We confronted this with a disjointed, 15-minute phone conversation. I saw my past self talking to my parents and friends about my drinking as I talked to Seth. He shifted from scared and sad to laissez-faire and casual, suggesting he might take an alcohol break because he drinks a little too much wine before bed sometimes.

I was mad. After listening to him talk and keeping my thoughts largely to myself about the way he spoke, I capped out the conversation. I was somber but blunt about his dishonesty going on a date and entertaining a sober person to begin with while he hid his alcohol issues.

At this point, I knew as well as you do reading that this thing was over. We chatted the next day, even though in my body, the whole thing felt rotten. I thought about the number of times he’d brought up my sobriety or his use of alcohol unprompted the week before. The initial excitement of our bond was corrupted.

I told him to think about what he wanted to do on the date we already had planned for the next night, where I figured we could at least follow up face-to-face. Seth replied to me mid-afternoon the next day saying, “I’m not gonna lie, I’m still kinda turned off from the way you reacted to me the other day.”

“Kinda turned off” turned into “I can’t see myself romantically interested in you” a message later. He said our conversation had raised a red flag for him. I recalled a past conversation where I turned my mom’s no bullsh*t concern and frustration about my alcoholism into her lack of empathy for me and didn’t talk to her for a while.

As much as I latched onto our similarities and electric chemistry, it was clear that we were, indeed, both strangers just two weeks prior and still had a lot to learn about each other. I sarcastically posted “thank u, next” to my Instagram story after I sent him a final text in an interaction that concluded cordially, minus some honest and awkward blocks of text.

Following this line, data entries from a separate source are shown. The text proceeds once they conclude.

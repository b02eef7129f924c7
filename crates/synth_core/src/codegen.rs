//! Source emission for solved trees
//!
//! Produces a Python-style function: nested `if`/`else` blocks for splits and
//! a dictionary literal per leaf.

use crate::expression::{keys_known_present, render_condition, RenderOptions};
use crate::tree::Node;
use crate::vectorizer::Vectorizer;

struct Emitter {
    unit: String,
    out: String,
}

impl Emitter {
    fn new(indent_width: usize) -> Self {
        Self {
            unit: " ".repeat(indent_width),
            out: String::new(),
        }
    }

    fn line(&mut self, level: usize, text: &str) {
        for _ in 0..level {
            self.out.push_str(&self.unit);
        }
        self.out.push_str(text);
        self.out.push('\n');
    }
}

/// Render `root` as a function named `name` over the input schema's keys.
pub fn emit_function(
    name: &str,
    root: &Node,
    input: &Vectorizer,
    output: &Vectorizer,
    options: &RenderOptions,
    indent_width: usize,
) -> String {
    let mut emitter = Emitter::new(indent_width);
    emitter.line(0, &format!("def {}({}):", name, input.argument_keys().join(", ")));
    emit_node(&mut emitter, 1, root, input, output, &[], options);
    emitter.out
}

/// `present` holds the input keys the enclosing branch tests prove non-null.
fn emit_node(
    emitter: &mut Emitter,
    level: usize,
    node: &Node,
    input: &Vectorizer,
    output: &Vectorizer,
    present: &[String],
    options: &RenderOptions,
) {
    match node {
        Node::Leaf { map } => {
            emitter.line(level, "return {");
            for (key, expression) in output.mapped_expressions(map, input, present, options) {
                emitter.line(level + 1, &format!("\"{key}\": {expression},"));
            }
            emitter.line(level, "}");
        }
        Node::Internal {
            condition,
            greater,
            less,
        } => {
            let form = input.condition_form(condition, present, options);
            emitter.line(level, &format!("if {}:", render_condition(&form, options)));

            let branch = |holds: bool| {
                let mut known = present.to_vec();
                for key in keys_known_present(&form, holds, options) {
                    if !known.contains(&key) {
                        known.push(key);
                    }
                }
                known
            };
            emit_node(emitter, level + 1, greater, input, output, &branch(true), options);
            emitter.line(level, "else:");
            emit_node(emitter, level + 1, less, input, output, &branch(false), options);
        }
    }
}

#[cfg(test)]
mod tests {
    use super::*;
    use crate::record::{record, Record};

    fn schemas() -> (Vectorizer, Vectorizer) {
        let inputs: Vec<Record> = (0..4).map(|x| record([("x", x)])).collect();
        let outputs: Vec<Record> = [-1, -1, 1, 1].iter().map(|y| record([("y", *y)])).collect();
        (
            Vectorizer::fit(&inputs, true).unwrap(),
            Vectorizer::fit(&outputs, false).unwrap(),
        )
    }

    #[test]
    fn test_single_leaf() {
        let (input, output) = schemas();
        let source = emit_function(
            "f",
            &Node::leaf(vec![vec![0.0, -1.0]]),
            &input,
            &output,
            &RenderOptions::default(),
            2,
        );
        assert_eq!(source, "def f(x):\n  return {\n    \"y\": -1.0,\n  }\n");
    }

    #[test]
    fn test_split_layout_and_indent_width() {
        let (input, output) = schemas();
        let tree = Node::internal(
            vec![0.15, -0.05],
            Node::leaf(vec![vec![0.0, 1.0]]),
            Node::leaf(vec![vec![0.0, -1.0]]),
        );
        let source = emit_function("step", &tree, &input, &output, &RenderOptions::default(), 4);
        let expected = [
            "def step(x):",
            "    if x >= 2.0:",
            "        return {",
            "            \"y\": 1.0,",
            "        }",
            "    else:",
            "        return {",
            "            \"y\": -1.0,",
            "        }",
            "",
        ]
        .join("\n");
        assert_eq!(source, expected);
    }

    #[test]
    fn test_null_check_carries_into_branches() {
        let inputs = vec![
            record([("x", Some(1.0))]),
            record([("x", Some(3.0))]),
            record([("x", None::<f64>)]),
        ];
        let outputs: Vec<Record> = [1, 3, 2].iter().map(|y| record([("y", *y)])).collect();
        let input = Vectorizer::fit(&inputs, true).unwrap();
        let output = Vectorizer::fit(&outputs, false).unwrap();

        let tree = Node::internal(
            vec![0.0, -1.0, 0.0],
            Node::leaf(vec![vec![1.0, 0.0, 0.0]]),
            Node::leaf(vec![vec![1.0, 0.0, 0.0]]),
        );
        let source = emit_function("f", &tree, &input, &output, &RenderOptions::default(), 2);
        let expected = [
            "def f(x):",
            "  if x is not None:",
            "    return {",
            "      \"y\": (x or 0),",
            "    }",
            "  else:",
            "    return {",
            "      \"y\": (2.0 if x is None else x),",
            "    }",
            "",
        ]
        .join("\n");
        assert_eq!(source, expected);
    }
}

I angrily mulled over the thesis I could’ve written to him following our final interaction, the things I didn’t say, and how many warped, alcoholic behaviors I saw in his response, but instead, I deleted his contact information and blocked him on social media.

Getting used to dating and the queer culture in a new place is a hearty task. Even Seth said that our first date was his debut since he moved to Denver four months prior from a smaller city 900 miles away.

I love seeing queer people represented in my neighbors, my fellow shoppers at Queen Soopers, in the overwhelming abundance of unfamiliar faces staring back on me on any given app, or even this two-week fling that showed me how much I can compromise a new, crucial part of my life for someone I really like.

As Valentine’s Day nears, I’m usually one of the cynics scoffing and bringing up capitalism, but after meeting Seth, I’ll admit I was excited at the potential of casually celebrating a first, corny, greeting card holiday with a partner.

I am not actively using any of the apps essential to my dating tool belt. Right now, I’m eager to continue exploring everything Denver’s queer culture has to offer, knowing that ‘the right person’ is bound to show up, as so many insist they will.

Happy Valentine’s Day to all, from this queer boy who, even in a city alive with LGBTQ culture and opportunity, still has no idea how to navigate love.